Health & Human Services

It's OK to Do Government Research on Marijuana Again

by | March 17, 2014
 

By Evan Halper and Cindy Carcamo

The Obama administration handed backers of medical marijuana a significant victory Friday, opening the way for a University of Arizona researcher to examine whether pot can help veterans cope with post-traumatic stress, a move that could lead to broader studies into potential benefits of the drug.

For years, scientists who have wanted to study how marijuana might be used to treat illness say they have been stymied by resistance from federal drug officials.

The Arizona study had long ago been sanctioned by the Food and Drug Administration, but under federal rules, such experiments can use marijuana only from a single, government-run farm in Mississippi. Researchers say that the agency which oversees the farm, the National Institute on Drug Abuse, has long been hostile to proposals aimed at examining possible benefits of the drug.

"This is a great day," said the Arizona researcher, Suzanne A. Sisley, clinical assistant professor of psychology at the university's medical school, who has been trying to get the green light for her study for three years. "The merits of a rigorous scientific trial have finally trumped politics.

"We never relented," Sisley said. "But most other scientists have chosen not to even apply. The process is so onerous. With the implementation of this study and the data generated, this could lead to other crucial research projects."

Backers of medical marijuana hailed the news as an indication that the government had started coming to terms with one of the more striking paradoxes of federal drug policy: Even as about 1 million Americans are using marijuana legally to treat ailments, scientists have had difficulty getting approval to study how the drug might be employed more effectively.

"The political dynamics are shifting," said Rick Doblin, executive director of the Multidisciplinary Association for Psychedelic Studies, or MAPS, a group based in Santa Cruz that is raising money to help fund studies such as Sisley's. The group counts several prominent philanthropists among its backers, including two Pritzkers and a Rockefeller.

Government officials said the approval did not represent a change in underlying policy, just a recognition that Sisley's proposal meets official standards for research using illegal drugs. The research still requires approval of one more agency, the Drug Enforcement Administration, but Sisley and Doblin expressed confidence that that would prove a lesser hurdle.

In its letter approving the application, a government review panel noted what it called "significant changes" in the study that justified approving it now. Doblin said the changes did not affect the "core design" of the study.

Federal restrictions on pot research have been a source of tension for years. Researchers, marijuana advocates and some members of Congress have accused the National Institute on Drug Abuse of hoarding the nation's only sanctioned research pot for studies aimed at highlighting the drug's ill effects. They had pointed to Sisley's experience as a prime example of what they called an irrational and disjointed federal policy.

"You have impossible burdens," said Rep. Earl Blumenauer, D-Ore., who has enlisted other members of Congress to lobby the administration to give researchers more access to the drug. "These are not people who are going to be involved with some clandestine production of the drug or do something nefarious. They are trying to do scientific research that will add to the body of knowledge and safety," he said.

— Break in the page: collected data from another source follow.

use crate::services::{mail::SharedMailer, notifications::Notification};
use tokio::sync::{broadcast, mpsc};
use tracing::{info, warn};

/// Background worker that renders queued notifications and sends them
///
/// Send failures are logged and the notification is dropped; the HTTP
/// request that queued it has already been answered. On shutdown the
/// notifications still in the queue are sent before the worker stops.
pub async fn notification_dispatch_worker(
    mut receiver: mpsc::UnboundedReceiver<Notification>,
    mailer: SharedMailer,
    admin_email: String,
    mut shutdown_rx: broadcast::Receiver<()>,
) {
    info!("Notification dispatch worker started");

    loop {
        tokio::select! {
            _ = shutdown_rx.recv() => {
                info!("Notification dispatch worker shutting down");
                receiver.close();
                let mut drained = 0;
                while let Some(notification) = receiver.recv().await {
                    dispatch(&mailer, &admin_email, notification).await;
                    drained += 1;
                }
                if drained > 0 {
                    info!("Sent {} pending notifications before shutdown", drained);
                }
                break;
            }
            next = receiver.recv() => {
                match next {
                    Some(notification) => dispatch(&mailer, &admin_email, notification).await,
                    None => {
                        info!("Notification queue closed");
                        break;
                    }
                }
            }
        }
    }

    info!("Notification dispatch worker stopped");
}

async fn dispatch(mailer: &SharedMailer, admin_email: &str, notification: Notification) {
    let email = notification.render(admin_email);
    if let Err(e) = mailer.send(&email).await {
        warn!(
            kind = notification.kind(),
            to = %email.to,
            error = %e,
            "Failed to send notification"
        );
    }
}
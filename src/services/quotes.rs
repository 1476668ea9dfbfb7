use crate::DbConn;
use crate::{
    error::{Error, Result},
    models::{
        forms::FormData,
        media::{ImageUpload, QUOTE_MAX_IMAGE_BYTES, TransformProfile},
        pagination::{ListQuery, Page, PageRequest, filter_value},
        quotes::{
            NewQuoteRequest, PHONE_MAX_LEN, QuoteFilter, QuotePhoto, QuoteRequest, QuoteService,
            QuoteStatus, QuoteSubmission, TEXT_MAX_LEN, UpdateQuoteStatusHttp,
        },
    },
    queries::quotes,
    services::{
        media::{MediaStore, release_image},
        notifications::{Notification, NotificationQueue},
    },
    validation::{
        FieldErrors, normalize_email, optional_string, parse_resource_id, validate_email,
        validate_image, validate_max_length, validate_required_string,
    },
};

pub const PHOTO_FIELD: &str = "photo";
const NOT_FOUND: &str = "Demande non trouvée";
const SERVICES_MESSAGE: &str = "Services invalides (Esthétique, Dentaire, Cheveux, Mode)";

/// Raw service names: repeated `services` (or `services[]`) fields, or a
/// single field holding a JSON array.
fn raw_services(form: &FormData) -> Result<Vec<String>> {
    let mut values: Vec<String> = form
        .all("services")
        .iter()
        .chain(form.all("services[]"))
        .map(|value| value.trim().to_string())
        .filter(|value| !value.is_empty())
        .collect();

    if values.len() == 1 && values[0].starts_with('[') {
        let first = values.remove(0);
        values = serde_json::from_str::<Vec<String>>(&first)
            .map_err(|_| Error::validation("services", SERVICES_MESSAGE))?;
    }

    Ok(values)
}

/// Parses the requested services against the closed set.
pub fn parse_services(form: &FormData) -> Result<Vec<QuoteService>> {
    let raw = raw_services(form)?;
    if raw.is_empty() {
        return Err(Error::validation(
            "services",
            "Veuillez sélectionner au moins un service",
        ));
    }

    let mut services = Vec::with_capacity(raw.len());
    for name in raw {
        let service = name
            .trim()
            .parse::<QuoteService>()
            .map_err(|_| Error::validation("services", SERVICES_MESSAGE))?;
        if !services.contains(&service) {
            services.push(service);
        }
    }
    Ok(services)
}

fn required_text(
    errors: &mut FieldErrors,
    form: &FormData,
    field: &str,
    max: usize,
    message: &str,
) -> Option<String> {
    let value = errors.check(validate_required_string(form.text(field), field, message))?;
    errors.check(validate_max_length(
        &value,
        field,
        max,
        &format!("{} ne peut pas dépasser {} caractères", field, max),
    ))?;
    Some(value)
}

/// Validates a quote request form.
pub fn validate_submission(form: &FormData) -> Result<(QuoteSubmission, Option<ImageUpload>)> {
    let mut errors = FieldErrors::new();

    let first_name = required_text(
        &mut errors,
        form,
        "firstName",
        TEXT_MAX_LEN,
        "Le prénom est obligatoire",
    );
    let last_name = required_text(
        &mut errors,
        form,
        "lastName",
        TEXT_MAX_LEN,
        "Le nom est obligatoire",
    );
    let country = required_text(
        &mut errors,
        form,
        "country",
        TEXT_MAX_LEN,
        "Le pays est obligatoire",
    );
    let phone = required_text(
        &mut errors,
        form,
        "phone",
        PHONE_MAX_LEN,
        "Le numéro de téléphone est obligatoire",
    );
    let budget = required_text(
        &mut errors,
        form,
        "budget",
        TEXT_MAX_LEN,
        "Le budget est obligatoire",
    );

    let email = errors.check(
        validate_required_string(form.text("email"), "email", "L'email est obligatoire")
            .and_then(|value| validate_email(&value).map(|_| normalize_email(&value))),
    );

    let city = optional_string(form.text("city"));
    if let Some(city) = &city {
        errors.check(validate_max_length(
            city,
            "city",
            TEXT_MAX_LEN,
            "La ville ne peut pas dépasser 100 caractères",
        ));
    }

    let services = errors.check(parse_services(form));

    let photo = match form.file(PHOTO_FIELD) {
        Some(photo) => errors
            .check(validate_image(photo, PHOTO_FIELD, QUOTE_MAX_IMAGE_BYTES))
            .map(|_| photo.clone()),
        None => None,
    };

    errors.finish()?;

    match (first_name, last_name, country, phone, budget, email, services) {
        (
            Some(first_name),
            Some(last_name),
            Some(country),
            Some(phone),
            Some(budget),
            Some(email),
            Some(services),
        ) => Ok((
            QuoteSubmission {
                first_name,
                last_name,
                country,
                city,
                services,
                budget,
                available_dates: optional_string(form.text("availableDates")),
                phone,
                email,
            },
            photo,
        )),
        _ => Err(Error::Internal(
            "Quote validation passed without required values".to_string(),
        )),
    }
}

/// Records a quote request and queues the acknowledgement email.
pub async fn submit_quote(
    conn: &mut DbConn,
    media: &dyn MediaStore,
    notifier: &NotificationQueue,
    form: &FormData,
) -> Result<QuoteRequest> {
    let (submission, photo) = validate_submission(form)?;

    let mut photos = Vec::new();
    if let Some(photo) = &photo {
        let stored = media.upload(photo, TransformProfile::QUOTE).await?;
        photos.push(QuotePhoto {
            url: stored.url,
            storage_id: stored.storage_id,
        });
    }

    let new_quote = NewQuoteRequest {
        first_name: submission.first_name,
        last_name: submission.last_name,
        country: submission.country,
        city: submission.city,
        services: submission.services,
        photos: photos.clone(),
        budget: submission.budget,
        available_dates: submission.available_dates,
        phone: submission.phone,
        email: submission.email,
    };

    let quote = match quotes::create_quote_request(conn, new_quote).await {
        Ok(quote) => quote,
        Err(e) => {
            for photo in &photos {
                release_image(media, &photo.storage_id).await;
            }
            return Err(e);
        }
    };

    notifier.enqueue(Notification::QuoteAcknowledgement {
        to: quote.email.clone(),
        first_name: quote.first_name.clone(),
        last_name: quote.last_name.clone(),
    });

    Ok(quote)
}

pub fn parse_list_query(query: &ListQuery) -> Result<(QuoteFilter, PageRequest)> {
    let mut errors = FieldErrors::new();

    let page = errors.check(query.page_request());

    let status = match filter_value(query.status.as_deref()) {
        Some(raw) => errors.check(parse_status(raw)),
        None => None,
    };

    errors.finish()?;

    Ok((
        QuoteFilter {
            search: query.search(),
            status,
        },
        page.unwrap_or_default(),
    ))
}

fn parse_status(raw: &str) -> Result<QuoteStatus> {
    raw.trim()
        .parse::<QuoteStatus>()
        .map_err(|_| Error::validation("status", "Statut invalide (pending, contacted, treated)"))
}

pub async fn list_quotes(conn: &mut DbConn, query: &ListQuery) -> Result<Page<QuoteRequest>> {
    let (filter, page) = parse_list_query(query)?;
    quotes::list_quote_requests(conn, &filter, page).await
}

pub async fn get_quote(conn: &mut DbConn, raw_id: &str) -> Result<QuoteRequest> {
    let id = parse_resource_id(raw_id, NOT_FOUND)?;
    quotes::get_quote_request_by_id(conn, id)
        .await?
        .ok_or_else(|| Error::NotFound(NOT_FOUND.to_string()))
}

pub async fn update_status(conn: &mut DbConn, raw_id: &str, body: UpdateQuoteStatusHttp) -> Result<QuoteRequest> {
    let id = parse_resource_id(raw_id, NOT_FOUND)?;
    let raw = validate_required_string(body.status.as_deref(), "status", "Le statut est obligatoire")?;
    let status = parse_status(&raw)?;
    quotes::update_quote_status(conn, id, status).await
}

/// Deletes a quote request and releases every attached photo.
pub async fn delete_quote(conn: &mut DbConn, media: &dyn MediaStore, raw_id: &str) -> Result<()> {
    let quote = get_quote(conn, raw_id).await?;

    if quotes::delete_quote_request(conn, quote.id).await? == 0 {
        return Err(Error::NotFound(NOT_FOUND.to_string()));
    }

    for photo in quote.photos.iter() {
        release_image(media, &photo.storage_id).await;
    }
    Ok(())
}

Blumenauer likes to recount the story of a doctor who works with children who have violent epileptic seizures. The children's parents "have found that the use of marijuana has reduced the frequency and intensity of these horrific episodes. But because of our stupid research policies, it is easier for the parent to get medical marijuana than for a researcher," he said.

Scientists say more research could help determine more precisely which ailments the drug can treat and could eventually lead to regulation by the FDA as a prescription drug. That would allow patients to know what they are consuming. Currently, users of medical marijuana often have little information about the potency and purity of the pot they buy. Physicians who prescribe the drug do so on the basis of evidence that is largely anecdotal.

At the core of the debate is an issue that has implications for research and the movement to legalize marijuana for recreational use, as Colorado and Washington have done. Currently, federal law classifies pot as more dangerous than cocaine and methamphetamine. As a "Schedule 1" drug, marijuana is designated as having "no currently accepted medical use and a high potential for abuse," as well as being a drug that puts users at risk of "severe psychological or physical dependence."

Researchers say that classification needs to change for science to proceed uninhibited. Making the change, though, would be a retreat in the war on drugs. The Obama administration could reschedule the drug without congressional action, but has shown no inclination to wade into that fight.

Before Friday's decision, over a 10-year period, the government had approved just one U.S. research center to conduct clinical trials involving marijuana use for medical purposes _ a University of California, San Diego facility created by the California Legislature.

The scientist who runs that center, Igor Grant, said his success in getting Washington's sign-off was due in large part to something other scientists do not have: the full force of the state. Blocking his work would have been a direct affront to lawmakers in Sacramento, he noted.

Grant's studies looked at such questions as whether pot could help ease the nausea and vomiting associated with cancer treatment or the severe appetite suppression experienced by those with HIV, which causes AIDS.

"Every one of those studies showed, in the short term, a beneficial effect," Grant said. "There is very good evidence cannabis is helpful."